Collected data entries
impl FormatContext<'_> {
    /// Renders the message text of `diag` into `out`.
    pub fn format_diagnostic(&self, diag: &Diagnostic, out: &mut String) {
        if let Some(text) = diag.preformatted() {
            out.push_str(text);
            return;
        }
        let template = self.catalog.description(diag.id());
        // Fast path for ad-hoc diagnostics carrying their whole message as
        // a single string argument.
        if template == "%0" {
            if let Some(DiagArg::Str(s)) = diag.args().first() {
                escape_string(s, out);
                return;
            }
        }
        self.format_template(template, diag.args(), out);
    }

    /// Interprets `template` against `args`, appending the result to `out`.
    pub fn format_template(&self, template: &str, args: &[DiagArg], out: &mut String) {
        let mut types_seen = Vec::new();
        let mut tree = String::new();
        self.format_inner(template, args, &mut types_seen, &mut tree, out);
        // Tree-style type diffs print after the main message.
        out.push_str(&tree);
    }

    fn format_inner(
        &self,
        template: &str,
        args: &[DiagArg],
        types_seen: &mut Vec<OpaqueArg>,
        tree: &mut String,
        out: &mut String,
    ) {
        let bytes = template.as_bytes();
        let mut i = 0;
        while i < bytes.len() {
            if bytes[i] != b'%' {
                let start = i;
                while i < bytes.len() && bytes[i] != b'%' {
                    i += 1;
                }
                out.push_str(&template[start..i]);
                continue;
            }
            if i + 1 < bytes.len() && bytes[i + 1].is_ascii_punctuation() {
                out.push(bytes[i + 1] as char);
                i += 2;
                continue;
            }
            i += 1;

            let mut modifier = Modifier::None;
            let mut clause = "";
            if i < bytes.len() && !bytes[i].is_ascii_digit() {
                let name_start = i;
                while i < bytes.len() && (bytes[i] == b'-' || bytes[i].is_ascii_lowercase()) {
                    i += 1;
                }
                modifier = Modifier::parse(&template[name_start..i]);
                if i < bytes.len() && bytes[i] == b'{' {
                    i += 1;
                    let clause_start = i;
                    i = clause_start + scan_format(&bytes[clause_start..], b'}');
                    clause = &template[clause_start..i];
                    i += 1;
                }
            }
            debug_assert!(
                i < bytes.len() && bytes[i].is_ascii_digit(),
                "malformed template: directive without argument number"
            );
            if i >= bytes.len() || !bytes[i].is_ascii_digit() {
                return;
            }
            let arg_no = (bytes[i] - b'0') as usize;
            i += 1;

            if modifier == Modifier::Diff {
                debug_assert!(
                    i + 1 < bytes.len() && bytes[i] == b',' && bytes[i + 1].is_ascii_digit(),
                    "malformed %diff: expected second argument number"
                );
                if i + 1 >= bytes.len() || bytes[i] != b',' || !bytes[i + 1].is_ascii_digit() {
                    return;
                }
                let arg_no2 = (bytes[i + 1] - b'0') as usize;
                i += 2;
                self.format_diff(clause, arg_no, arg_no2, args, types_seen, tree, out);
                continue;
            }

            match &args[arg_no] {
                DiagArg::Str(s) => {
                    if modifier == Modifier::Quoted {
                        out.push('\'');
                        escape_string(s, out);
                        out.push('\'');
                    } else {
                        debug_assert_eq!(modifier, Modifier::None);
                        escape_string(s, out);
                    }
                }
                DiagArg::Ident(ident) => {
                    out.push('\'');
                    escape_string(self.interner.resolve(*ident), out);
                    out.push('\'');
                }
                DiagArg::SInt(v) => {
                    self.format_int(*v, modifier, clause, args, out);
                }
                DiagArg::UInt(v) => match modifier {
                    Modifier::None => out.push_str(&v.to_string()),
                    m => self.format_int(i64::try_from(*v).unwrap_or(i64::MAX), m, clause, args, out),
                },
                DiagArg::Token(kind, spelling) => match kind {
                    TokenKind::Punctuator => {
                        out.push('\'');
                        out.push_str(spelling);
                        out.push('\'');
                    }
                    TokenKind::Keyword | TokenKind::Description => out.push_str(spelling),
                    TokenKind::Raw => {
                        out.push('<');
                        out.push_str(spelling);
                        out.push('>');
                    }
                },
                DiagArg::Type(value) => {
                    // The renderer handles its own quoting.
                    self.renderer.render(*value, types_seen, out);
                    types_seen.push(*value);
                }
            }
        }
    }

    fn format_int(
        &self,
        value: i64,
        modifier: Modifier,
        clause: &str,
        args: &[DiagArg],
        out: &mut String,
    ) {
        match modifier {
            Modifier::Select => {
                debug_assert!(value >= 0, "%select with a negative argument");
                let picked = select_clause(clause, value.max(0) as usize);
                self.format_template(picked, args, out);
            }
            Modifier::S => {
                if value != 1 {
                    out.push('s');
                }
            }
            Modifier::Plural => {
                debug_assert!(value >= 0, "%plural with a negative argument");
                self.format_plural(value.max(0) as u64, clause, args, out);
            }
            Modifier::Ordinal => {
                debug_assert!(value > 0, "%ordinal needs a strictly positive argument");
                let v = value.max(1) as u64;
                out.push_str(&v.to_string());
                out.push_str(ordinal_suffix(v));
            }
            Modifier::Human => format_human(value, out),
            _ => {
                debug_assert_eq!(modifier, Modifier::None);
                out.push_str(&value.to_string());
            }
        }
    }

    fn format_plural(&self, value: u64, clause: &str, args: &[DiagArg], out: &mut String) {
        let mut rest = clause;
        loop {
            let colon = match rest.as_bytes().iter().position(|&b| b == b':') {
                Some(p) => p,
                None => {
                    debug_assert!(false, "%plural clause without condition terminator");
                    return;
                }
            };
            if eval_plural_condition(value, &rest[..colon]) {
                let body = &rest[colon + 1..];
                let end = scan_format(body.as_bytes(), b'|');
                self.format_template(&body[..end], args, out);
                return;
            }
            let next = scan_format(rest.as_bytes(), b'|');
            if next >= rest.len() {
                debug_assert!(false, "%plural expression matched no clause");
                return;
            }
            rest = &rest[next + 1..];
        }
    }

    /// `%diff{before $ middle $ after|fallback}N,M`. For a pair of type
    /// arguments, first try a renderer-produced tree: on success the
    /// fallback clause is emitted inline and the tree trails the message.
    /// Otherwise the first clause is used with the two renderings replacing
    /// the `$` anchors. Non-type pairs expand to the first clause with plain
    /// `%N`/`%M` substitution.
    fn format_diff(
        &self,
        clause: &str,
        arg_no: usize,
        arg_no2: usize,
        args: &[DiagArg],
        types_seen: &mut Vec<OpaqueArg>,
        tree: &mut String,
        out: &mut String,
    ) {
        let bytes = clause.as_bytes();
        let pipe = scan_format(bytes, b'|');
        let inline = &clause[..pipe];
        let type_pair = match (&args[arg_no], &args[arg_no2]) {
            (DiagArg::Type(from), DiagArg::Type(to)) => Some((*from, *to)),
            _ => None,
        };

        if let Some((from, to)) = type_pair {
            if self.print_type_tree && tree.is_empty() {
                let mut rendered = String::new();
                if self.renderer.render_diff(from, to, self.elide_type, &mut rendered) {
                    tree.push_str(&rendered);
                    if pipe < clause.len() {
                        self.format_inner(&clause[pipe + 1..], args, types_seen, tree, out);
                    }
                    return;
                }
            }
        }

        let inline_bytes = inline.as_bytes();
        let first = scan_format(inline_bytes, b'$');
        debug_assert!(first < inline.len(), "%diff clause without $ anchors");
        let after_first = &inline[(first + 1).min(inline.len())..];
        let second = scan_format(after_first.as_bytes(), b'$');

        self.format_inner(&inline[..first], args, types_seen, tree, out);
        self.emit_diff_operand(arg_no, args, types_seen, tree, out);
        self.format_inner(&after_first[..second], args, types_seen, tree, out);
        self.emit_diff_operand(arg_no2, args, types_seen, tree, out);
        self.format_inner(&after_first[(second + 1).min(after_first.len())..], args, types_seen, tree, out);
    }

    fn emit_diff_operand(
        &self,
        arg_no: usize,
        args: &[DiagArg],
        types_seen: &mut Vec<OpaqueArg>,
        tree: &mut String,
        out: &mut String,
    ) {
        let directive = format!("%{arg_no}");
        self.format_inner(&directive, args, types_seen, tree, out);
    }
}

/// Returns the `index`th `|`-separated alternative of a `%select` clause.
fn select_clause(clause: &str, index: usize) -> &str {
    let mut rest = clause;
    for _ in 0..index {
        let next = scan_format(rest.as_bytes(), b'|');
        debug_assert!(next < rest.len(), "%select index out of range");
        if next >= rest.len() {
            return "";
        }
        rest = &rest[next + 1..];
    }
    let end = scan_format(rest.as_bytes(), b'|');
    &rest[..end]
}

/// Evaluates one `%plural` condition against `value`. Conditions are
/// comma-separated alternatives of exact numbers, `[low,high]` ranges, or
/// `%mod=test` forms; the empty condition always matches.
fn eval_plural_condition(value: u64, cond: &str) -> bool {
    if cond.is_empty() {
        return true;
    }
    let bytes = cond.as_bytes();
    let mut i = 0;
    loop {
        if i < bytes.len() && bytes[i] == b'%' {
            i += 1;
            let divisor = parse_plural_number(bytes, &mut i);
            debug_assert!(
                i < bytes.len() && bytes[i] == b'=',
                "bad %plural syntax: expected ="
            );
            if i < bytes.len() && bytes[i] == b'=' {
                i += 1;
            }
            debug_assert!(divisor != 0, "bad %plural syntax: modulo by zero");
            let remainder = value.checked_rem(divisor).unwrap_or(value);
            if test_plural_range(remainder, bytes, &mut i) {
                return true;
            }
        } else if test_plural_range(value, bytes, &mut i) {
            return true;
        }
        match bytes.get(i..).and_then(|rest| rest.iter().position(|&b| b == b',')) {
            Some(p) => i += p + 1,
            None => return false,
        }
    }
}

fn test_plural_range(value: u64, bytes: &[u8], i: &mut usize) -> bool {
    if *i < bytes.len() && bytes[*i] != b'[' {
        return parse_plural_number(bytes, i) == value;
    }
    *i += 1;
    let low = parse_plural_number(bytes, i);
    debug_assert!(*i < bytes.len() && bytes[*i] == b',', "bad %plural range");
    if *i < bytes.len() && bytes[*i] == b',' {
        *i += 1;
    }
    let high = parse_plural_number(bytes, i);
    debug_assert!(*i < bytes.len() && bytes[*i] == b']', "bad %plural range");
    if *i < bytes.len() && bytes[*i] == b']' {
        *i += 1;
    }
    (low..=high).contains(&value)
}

◆ What is being asked: Wherever a line above contains the string "Some", copy that line.

◆ Exercise result:
        if let Some(text) = diag.preformatted() {
            if let Some(DiagArg::Str(s)) = diag.args().first() {
                Some(p) => p,
            (DiagArg::Type(from), DiagArg::Type(to)) => Some((*from, *to)),
        if let Some((from, to)) = type_pair {
            Some(p) => i += p + 1,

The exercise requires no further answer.